There has been a relatively small increase in the number of reported AR mutations this past year compared to last year. In the interval between September 1996 and 1997 ( Fig. 5 ), only 37 new mutations were registered, just over half the number registered last year ( 10 ). Last year's increase in registrations stemmed largely from the extraordinary number of reported mutations in prostate cancer ( 10 ). The trend in the previous few years has been a gradual decline in the number of new mutations reported. This reflected increasing difficulty in publishing reports of single mutations. This difficulty raises the question of what should be the criteria for including mutations in the database. Until now it has been the policy of the database curator to include mutations that have been published in a refereed journal or as an abstract in the proceedings of a refereed scientific meeting. In light of the obvious trend not to publish individual mutations, perhaps it is time to consider an additional criterion: membership in a consortium composed of laboratories with a peer-proven publication record on the AR .
For the first time, the database contains illustrations of AR deletions of >5 bp. A recent analysis of patients with complete AR deletions has indicated that those who have CAIS and mental retardation (MR) probably have a contiguous gene syndrome because of an MR locus between the polymorphic markers DX51 and DXS 905 at Xq11.2–12 ( 11 ).
The database has recently been expanded to include two well-known trinucleotide repeat polymorphisms of the AR . These polymorphisms encode a series of variable-length glutamine (CAG) and glycine (GGC) repeats in exon 1 of the AR gene. The CAG repeat is of special interest because its expansion causes the motor neuron disease, Spinobulbar Muscular Atrophy (SBMA) ( 12 ). Later, it was discovered that a number of other neurodegenerative diseases are caused by similar CAG expansions in a variety of unrelated genes whose normal function is, in most cases, still not established.
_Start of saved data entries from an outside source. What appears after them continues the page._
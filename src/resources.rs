// ABOUTME: Shared server resources built once at startup and handed to route handlers
// ABOUTME: Holds the food catalog, completion provider, and the services built on them
//
// SPDX-License-Identifier: MIT OR Apache-2.0
// Copyright (c) 2025 Pierre Fitness Intelligence

//! Server resources
//!
//! Everything in here is immutable after construction, so handlers share it
//! behind an `Arc` without locking.

use std::sync::Arc;

use tracing::info;

use crate::config::environment::ServerConfig;
use crate::errors::AppResult;
use crate::intelligence::FoodCatalog;
use crate::llm::{CompletionOptions, LlmProvider, OpenAiCompatibleConfig, OpenAiCompatibleProvider};
use crate::services::{DietPlannerService, NutritionEstimator};

/// Dependencies shared by all request handlers
#[derive(Clone)]
pub struct ServerResources {
    /// Weekly plan orchestrator
    pub planner: DietPlannerService,
    /// Meal nutrition estimator
    pub estimator: NutritionEstimator,
}

impl ServerResources {
    /// Wire services over an existing catalog and provider
    #[must_use]
    pub fn new(
        catalog: Arc<FoodCatalog>,
        llm: Arc<dyn LlmProvider>,
        options: CompletionOptions,
    ) -> Self {
        Self {
            planner: DietPlannerService::new(catalog, Arc::clone(&llm), options.clone()),
            estimator: NutritionEstimator::new(llm, options),
        }
    }

    /// Build production resources: built-in catalog and the Mistral client
    ///
    /// # Errors
    ///
    /// Returns an error if the HTTP client cannot be created.
    pub fn from_config(config: &ServerConfig) -> AppResult<Self> {
        let catalog = Arc::new(FoodCatalog::builtin());
        let provider = OpenAiCompatibleProvider::new(OpenAiCompatibleConfig::mistral(
            &config.llm.api_key,
            &config.llm.model,
            &config.llm.base_url,
        ))?;
        let options = CompletionOptions {
            model: Some(config.llm.model.clone()),
            temperature: config.llm.temperature,
            max_tokens: config.llm.max_tokens,
            ..CompletionOptions::default()
        };

        info!(
            catalog_entries = catalog.len(),
            provider = provider.name(),
            "Server resources initialized"
        );

        Ok(Self::new(catalog, Arc::new(provider), options))
    }
}
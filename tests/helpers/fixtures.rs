// ABOUTME: Profile fixtures and seeded randomness for planner tests
// ABOUTME: Keeps test profiles realistic and runs reproducible with ChaCha8Rng
//
// SPDX-License-Identifier: MIT OR Apache-2.0
// Copyright (c) 2025 Pierre Fitness Intelligence

use diet_planner::models::UserProfile;
use rand::SeedableRng;
use rand_chacha::ChaCha8Rng;
use serde_json::{json, Value};

/// Deterministic rng for reproducible plans
pub fn seeded_rng(seed: u64) -> ChaCha8Rng {
    ChaCha8Rng::seed_from_u64(seed)
}

/// Request body for a 30-year-old losing weight in South India
pub fn profile_json() -> Value {
    json!({
        "name": "Asha",
        "age": 30,
        "goal": "Weight Loss",
        "height_cm": 165.0,
        "current_weight_kg": 70.0,
        "target_weight_kg": 62.0,
        "health_conditions": [],
        "region": "South India",
        "cuisine_preference": "Vegetarian",
        "allergies": []
    })
}

pub fn profile() -> UserProfile {
    serde_json::from_value(profile_json()).unwrap()
}

/// Same person, different region and cuisine
pub fn profile_in(region: &str, cuisine: &str) -> UserProfile {
    UserProfile {
        region: region.to_owned(),
        cuisine_preference: cuisine.to_owned(),
        ..profile()
    }
}

/// A fallback reply shaped like what the provider usually sends
pub fn generated_plan_reply() -> String {
    json!({
        "weekly_plan": [
            {"day_name": "Monday", "meals": {"breakfast": ["Garlic Bread"]}},
            {"day_name": "Tuesday", "meals": {"breakfast": ["Muesli"]}}
        ],
        "summary": {"notes": "Generated for an uncatalogued region"}
    })
    .to_string()
}
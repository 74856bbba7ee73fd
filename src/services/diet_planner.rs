// ABOUTME: Plan orchestrator choosing between the local catalog builder and the LLM fallback
// ABOUTME: Validates profiles, computes calorie targets, and maps failures to caller-facing errors
//
// SPDX-License-Identifier: MIT OR Apache-2.0
// Copyright (c) 2025 Pierre Fitness Intelligence

//! # Diet Planner Service
//!
//! One call per plan request:
//!
//! 1. validate the profile
//! 2. compute the calorie target once
//! 3. build the week from the catalog, or ask the model when the catalog has
//!    no entry for the region and cuisine
//!
//! Only validation errors and the fallback's own failure reach the caller
//! as-is. Everything else is logged and replaced by a generic message.

use std::sync::Arc;
use std::time::Instant;

use rand::rngs::StdRng;
use rand::{Rng, SeedableRng};
use serde_json::Value;
use tracing::{error, info, instrument, warn};

use super::FallbackPlanGenerator;
use crate::constants::messages;
use crate::errors::{AppError, AppResult, ErrorCode};
use crate::intelligence::{build_local_plan, calculate_calorie_targets, FoodCatalog};
use crate::llm::{CompletionOptions, LlmProvider};
use crate::logging::AppLogger;
use crate::models::{PlanPayload, PlanResult, PlanSummary, UserProfile};

/// Weekly plan orchestrator
#[derive(Clone)]
pub struct DietPlannerService {
    catalog: Arc<FoodCatalog>,
    fallback: FallbackPlanGenerator,
}

impl DietPlannerService {
    /// Create a planner over a shared catalog and completion provider
    #[must_use]
    pub fn new(
        catalog: Arc<FoodCatalog>,
        llm: Arc<dyn LlmProvider>,
        options: CompletionOptions,
    ) -> Self {
        Self {
            catalog,
            fallback: FallbackPlanGenerator::new(llm, options),
        }
    }

    /// Generate a plan with a fresh entropy-seeded rng
    ///
    /// # Errors
    ///
    /// See [`Self::generate_plan_with_rng`].
    pub async fn generate_plan(&self, profile: &UserProfile) -> AppResult<PlanResult> {
        let mut rng = StdRng::from_entropy();
        self.generate_plan_with_rng(profile, &mut rng).await
    }

    /// Generate a plan drawing all randomness from `rng`
    ///
    /// # Errors
    ///
    /// - `INVALID_INPUT` / `VALUE_OUT_OF_RANGE` for a bad profile
    /// - `UPSTREAM_GENERATION_FAILURE` when the fallback provider call fails
    ///   or returns no plan
    /// - `PLAN_GENERATION_FAILURE` for anything else
    #[instrument(skip_all, fields(region = %profile.region_key(), cuisine = %profile.cuisine_key()))]
    pub async fn generate_plan_with_rng<R: Rng + Send + ?Sized>(
        &self,
        profile: &UserProfile,
        rng: &mut R,
    ) -> AppResult<PlanResult> {
        let start = Instant::now();
        let result = self.build_plan(profile, rng).await.map_err(caller_error)?;
        AppLogger::log_plan_generated(
            &profile.name,
            result.weekly_plan.is_generated(),
            u64::try_from(start.elapsed().as_millis()).unwrap_or(u64::MAX),
        );
        Ok(result)
    }

    async fn build_plan<R: Rng + Send + ?Sized>(
        &self,
        profile: &UserProfile,
        rng: &mut R,
    ) -> AppResult<PlanResult> {
        profile.validate()?;

        let region = profile.region_key();
        let cuisine = profile.cuisine_key();
        let targets = calculate_calorie_targets(profile);
        if targets.target_calories <= 0 {
            return Err(AppError::out_of_range(
                "current_weight_kg",
                "Profile yields a non-positive calorie target",
            ));
        }
        let target_calories = targets.target_calories;

        let summary = PlanSummary {
            bmr: targets.rounded_bmr(),
            target_calories,
            region,
            cuisine,
        };

        if let Some(plan) = build_local_plan(&self.catalog, profile, target_calories, rng)? {
            info!(target_calories, "Using catalog plan");
            return Ok(PlanResult {
                success: true,
                message: format!("Diet plan generated successfully for {}", profile.name),
                weekly_plan: PlanPayload::Local(plan),
                summary,
            });
        }

        warn!(
            "No catalog data for region={}, cuisine={}. Using LLM fallback.",
            summary.region, summary.cuisine
        );
        let generated = self
            .fallback
            .build_fallback_plan(profile, target_calories)
            .await?;

        Ok(PlanResult {
            success: true,
            message: format!("Diet plan generated by AI for {}", profile.name),
            weekly_plan: PlanPayload::Generated(extract_weekly_plan(generated)?),
            summary,
        })
    }
}

/// Take the `weekly_plan` member of a generated object, or the whole value
///
/// # Errors
///
/// Returns `UPSTREAM_GENERATION_FAILURE` when the plan is null or empty.
fn extract_weekly_plan(generated: Value) -> AppResult<Value> {
    let plan = match generated {
        Value::Object(mut object) => match object.remove("weekly_plan") {
            Some(plan) => plan,
            None => Value::Object(object),
        },
        other => other,
    };

    let empty = match &plan {
        Value::Null => true,
        Value::String(s) => s.trim().is_empty(),
        Value::Array(items) => items.is_empty(),
        Value::Object(fields) => fields.is_empty(),
        Value::Bool(_) | Value::Number(_) => false,
    };
    if empty {
        error!("LLM fallback returned an empty weekly plan");
        return Err(AppError::upstream_generation(messages::FALLBACK_FAILED));
    }
    Ok(plan)
}

/// Reduce an internal error to what the caller may see
fn caller_error(e: AppError) -> AppError {
    match e.code {
        ErrorCode::InvalidInput
        | ErrorCode::ValueOutOfRange
        | ErrorCode::UpstreamGenerationFailure => e,
        code => {
            error!(?code, "Error generating diet plan: {}", e.message);
            AppError::plan_generation(messages::PLAN_FAILED).with_source(e)
        }
    }
}

#[cfg(test)]
mod tests {
    use super::*;
    use serde_json::json;

    #[test]
    fn test_extract_prefers_weekly_plan_member() {
        let plan = extract_weekly_plan(json!({"weekly_plan": [{"day": "Monday"}], "summary": {}}))
            .unwrap();
        assert_eq!(plan, json!([{"day": "Monday"}]));
    }

    #[test]
    fn test_extract_keeps_object_without_member() {
        let generated = json!({"Monday": {"breakfast": "Poha"}});
        assert_eq!(extract_weekly_plan(generated.clone()).unwrap(), generated);
    }

    #[test]
    fn test_extract_rejects_empty_plans() {
        for generated in [json!({"weekly_plan": null}), json!({"weekly_plan": []}), json!({}), json!("  ")] {
            let err = extract_weekly_plan(generated).unwrap_err();
            assert_eq!(err.code, ErrorCode::UpstreamGenerationFailure);
            assert_eq!(err.message, messages::FALLBACK_FAILED);
        }
    }

    #[test]
    fn test_caller_error_mapping() {
        let passed = caller_error(AppError::invalid_field("name", "blank"));
        assert_eq!(passed.code, ErrorCode::InvalidInput);

        let mapped = caller_error(AppError::insufficient_catalog_data("lunch", 1, 2));
        assert_eq!(mapped.code, ErrorCode::PlanGenerationFailure);
        assert_eq!(mapped.message, messages::PLAN_FAILED);
    }
}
The reason for their inclusion in this database, however, derives from recent work, partly in our laboratory, suggesting: (i) that there is a shift in the distribution of CAG-repeat sizes in the hAR genes of breast cancer tissue ( 13 ); (ii) that CAG-repeat sizes may act as molecular markers for prostate cancer risk ( 14 , 15 ); (iii) that codon-usage variants and GGN-tract sizes may be used to seek associations with particular diseases ( 16 ).
Ultimately, we aim to prepare a three-dimensional map of the mutations that affect the structure-function properties of the ligand-binding domain of the protein. In anticipation of that goal, we have begun to position the mutations on a two-dimensional model of the domain in a typical nuclear receptor. Figure 6 shows the positions of two mutations that share an unusual set of androgen-binding properties.
Database Availability And Citation
The database is available on the internet at http://www.mcgill.ca/androgendb/ , and by an anonymous ftp server at ftp://www.ftp.ebi.ac.uk/pub/databases/androgenr . It can also be obtained as a Macintosh FilemakerPro or Word file from Bruce Gottlieb ( MC33@musica.mcgill.ca ). The internet database is updated every month; the other sources, every 3–4 months. Users are requested to cite the present article when the database has been helpful in preparing their publications.
We thank the Medical Research Council, Canada, the Fonds de la Recherche en Santé, Québec and the Fonds pour la Formation de Chercheurs et l'Aide à la Recherche, Quebec for supporting our own work on AR mutations.